应用金属与水溶性有机物模拟大气颗粒物自由基生成的研究

Experimental Simulation Study of Free Radicals Generated by Water-Soluble Organic Matter and Metal-Loaded Particles in Atmospheric Particulate Matter

大气颗粒物中的水溶性有机物(WSOC)、金属均是对自由基有显著贡献的组分,但其生成机制还未明晰.本文利用电子顺磁共振波谱仪(EPR),结合自由基捕获(BMPO、DMPO)技术,模拟WSOC与金属离子相互作用对自由基生成的影响.结果表明:4种典型WSOC(水杨酸、丙二酸、邻苯二甲酸、邻苯二酚)标样溶液与Fe^(2+)、Fe^(3+)反应的EPR信号能较好地吻合大气PM_(2.5)的BMPO提取液与Fe^(2+)、Fe^(3+)反应生成的自由基信号.进一步拟合液相反应的EPR信号发现,Fe^(2+)与WSOC反应生成烷基类或芳香类自由基,而Fe^(3+)则促进羟基自由基、烷氧自由基、氢过氧自由基、烷基自由基等生成,说明Fe^(2+)、Fe^(3+)与WSOC反应生成自由基的机制不同.利用负载Fe的矿质模型颗粒物与邻苯二酚类物质进行液固反应生成了持久性自由基(EPFRs),再加入DMPO后却未检测到瞬时自由基.研究显示,游离态Fe能与WSOC生成瞬时自由基,非游离态Fe可与WSOC中的邻苯二酚生成稳定的EPFRs,且邻苯二酚取代基的给电子能力越强,EPFRs越容易生成,但其无法转化为瞬时自由基.

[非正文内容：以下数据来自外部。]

//! Recordcache CLI - inspect and patch a record cache from the command line

use clap::{Parser, Subcommand};
use recordcache::storage::ddl;
use recordcache::{config, RecordCache, RecordIdentity, RecordOperation};
use std::path::{Path, PathBuf};
use tracing_subscriber::{fmt, prelude::*, EnvFilter};

#[derive(Parser)]
#[command(name = "recordcache")]
#[command(version = "0.1.0")]
#[command(about = "Schema-driven record graph cache backed by embedded SQLite")]
#[command(long_about = r#"
Recordcache persists a graph of typed, schema-described records:
  • One table per model, attributes and keys stored as opaque blobs
  • Relationships in a shared edge table with inverse lookups
  • Automatic internal format migration on open

Example usage:
  recordcache init --schema schema.toml
  recordcache stats
  recordcache get --model planet --id jupiter
"#)]
struct Cli {
    /// Enable verbose logging
    #[arg(short, long, global = true)]
    verbose: bool,

    /// Path to the config file
    #[arg(short, long, global = true)]
    config: Option<PathBuf>,

    #[command(subcommand)]
    command: Commands,
}

#[derive(Subcommand)]
enum Commands {
    /// Create the database and write a config file pointing at it
    Init {
        /// Path to the schema definition (TOML)
        #[arg(short, long)]
        schema: PathBuf,

        /// Path to the database file
        #[arg(short, long, default_value = "recordcache.db")]
        database: PathBuf,

        /// Overwrite an existing config file
        #[arg(short, long)]
        force: bool,
    },

    /// Show record and relationship counts per model
    Stats {
        /// Path to the schema definition (overrides config)
        #[arg(short, long)]
        schema: Option<PathBuf>,

        /// Path to the database file (overrides config)
        #[arg(short, long)]
        database: Option<PathBuf>,
    },

    /// Fetch one record as JSON
    Get {
        /// Model name
        #[arg(short, long)]
        model: String,

        /// Record id
        #[arg(short, long)]
        id: String,

        #[arg(short, long)]
        schema: Option<PathBuf>,

        #[arg(short, long)]
        database: Option<PathBuf>,
    },

    /// List all records of a model as JSON
    List {
        /// Model name
        #[arg(short, long)]
        model: String,

        #[arg(short, long)]
        schema: Option<PathBuf>,

        #[arg(short, long)]
        database: Option<PathBuf>,
    },

    /// Remove one record
    Remove {
        /// Model name
        #[arg(short, long)]
        model: String,

        /// Record id
        #[arg(short, long)]
        id: String,

        #[arg(short, long)]
        schema: Option<PathBuf>,

        #[arg(short, long)]
        database: Option<PathBuf>,
    },

    /// Apply a JSON file of operations (a single operation or an array)
    Apply {
        /// Path to the operations file
        #[arg(short, long)]
        file: PathBuf,

        #[arg(short, long)]
        schema: Option<PathBuf>,

        #[arg(short, long)]
        database: Option<PathBuf>,
    },
}

#[tokio::main]
async fn main() -> anyhow::Result<()> {
    let cli = Cli::parse();

    // Initialize logging
    let filter = if cli.verbose {
        EnvFilter::new("debug")
    } else {
        EnvFilter::new("info")
    };

    tracing_subscriber::registry()
        .with(fmt::layer())
        .with(filter)
        .init();

    match cli.command {
        Commands::Init { schema, database, force } => {
            let parsed = config::load_schema(&schema)?;
            config::ensure_db_dir(&database)?;

            let cache = RecordCache::on_disk(parsed, &database);
            cache.open().await?;
            cache.close().await;

            let cfg = config::CacheConfig {
                database: Some(database.display().to_string()),
                schema: Some(schema.display().to_string()),
            };
            let config_path = cli.config.unwrap_or_else(config::default_config_path);
            config::write_config(&config_path, &cfg, force)?;

            println!("✅ Initialized database at {:?}", database);
            println!("📝 Config written to {:?}", config_path);
        }

        Commands::Stats { schema, database } => {
            let cache = open_cache(cli.config.as_deref(), schema, database).await?;
            let conn = cache.connection().await?;
            let guard = conn.lock().await;

            println!("📊 Recordcache Statistics");
            println!("------------------------------------");
            println!("Schema version: {}", cache.schema().version());
            for model in cache.schema().models() {
                let table = cache.schema().table(model)?;
                let count: i64 = guard.query_row(
                    &format!("SELECT COUNT(*) FROM {}", table.sql()),
                    [],
                    |row| row.get(0),
                )?;
                println!("{:<20} {} records", model, count);
            }
            let edges: i64 = guard.query_row(
                &format!(r#"SELECT COUNT(*) FROM "{}""#, ddl::EDGE_TABLE),
                [],
                |row| row.get(0),
            )?;
            println!("{:<20} {} edges", "relationships", edges);
        }

        Commands::Get { model, id, schema, database } => {
            let cache = open_cache(cli.config.as_deref(), schema, database).await?;
            let identity = RecordIdentity::new(&model, &id);
            match cache.get_record(&identity).await? {
                Some(record) => println!("{}", serde_json::to_string_pretty(&record)?),
                None => println!("❌ No record {}", identity),
            }
        }

        Commands::List { model, schema, database } => {
            let cache = open_cache(cli.config.as_deref(), schema, database).await?;
            let records = cache.get_records(&model).await?;
            if records.is_empty() {
                println!("∅ No {} records.", model);
            } else {
                println!("{}", serde_json::to_string_pretty(&records)?);
            }
        }

        Commands::Remove { model, id, schema, database } => {
            let cache = open_cache(cli.config.as_deref(), schema, database).await?;
            let identity = RecordIdentity::new(&model, &id);
            match cache.remove_record(&identity).await? {
                Some(_) => println!("🗑️  Removed {}", identity),
                None => println!("∅ No record {}", identity),
            }
        }

        Commands::Apply { file, schema, database } => {
            let cache = open_cache(cli.config.as_deref(), schema, database).await?;
            let contents = std::fs::read_to_string(&file)?;
            let operations: Vec<RecordOperation> = match serde_json::from_str(&contents) {
                Ok(ops) => ops,
                Err(_) => vec![serde_json::from_str(&contents)?],
            };

            for operation in &operations {
                cache.apply(operation).await?;
            }
            println!("✅ Applied {} operation(s)", operations.len());
        }
    }

    Ok(())
}

/// Resolve schema and database paths (flags win over config) and open the cache
async fn open_cache(
    config_path: Option<&Path>,
    schema: Option<PathBuf>,
    database: Option<PathBuf>,
) -> anyhow::Result<RecordCache> {
    let cfg = config::load_config(config_path)?.unwrap_or_default();

    let schema_path = schema
        .or_else(|| cfg.schema.as_ref().map(PathBuf::from))
        .ok_or_else(|| anyhow::anyhow!("no schema given (pass --schema or run `init` first)"))?;
    let database_path = database
        .or_else(|| cfg.database.as_ref().map(PathBuf::from))
        .unwrap_or_else(|| PathBuf::from("recordcache.db"));

    let parsed = config::load_schema(&schema_path)?;
    let cache = RecordCache::on_disk(parsed, database_path);
    cache.open().await?;
    Ok(cache)
}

Water-soluble organic matter(WSOC)and metals in atmospheric particulate matter are components that contribute to the formation of free radicals significantly,but their formation mechanisms are not well understood.In this study,electron paramagnetic resonance spectroscopy(EPR)combined with free radical capture(BMPO/DMPO)technology was used to explore the effect of interaction between WSOC and metal on radical formation.The results showed that the free radicals generated by the reaction of four typical WSOCs(salicylic acid,malonic acid,phthalic acid,catechol)with Fe^(2+)and Fe^(3+) were consistent with the free radicals generated by BMPO extract of PM_(2.5) and Fe^(2+),Fe^(3+).Furthermore,through liquid phase reaction of WSOC with Fe^(2+)and Fe^(3+),it was found that alkyl or aromatic radicals were formed from Fe2+with WSOC,while Fe^(3+) promoted the formation of hydroxyl radicals,alkoxy radicals,hydroperoxide radicals,alkyl radicals,indicating that the free radical’s formation mechanisms by Fe^(2+)and Fe^(3+)were different.Subsequently,liquid-solid reaction of four catechol substances with the Fe-loaded mineral particles was conducted and environmentally persistent free radicals(EPFRs)were obtained,and no transient radical formation was detected.This study has shown that free Fe can generate instantaneous free radicals with WSOC,non-free Fe can generate stable EPFRs with catechol in WSOC,and the stronger the electron-donating ability of catechol substituents,the easier the EPFRs are formed,but EPFRs cannot be converted into instantaneous free radicals.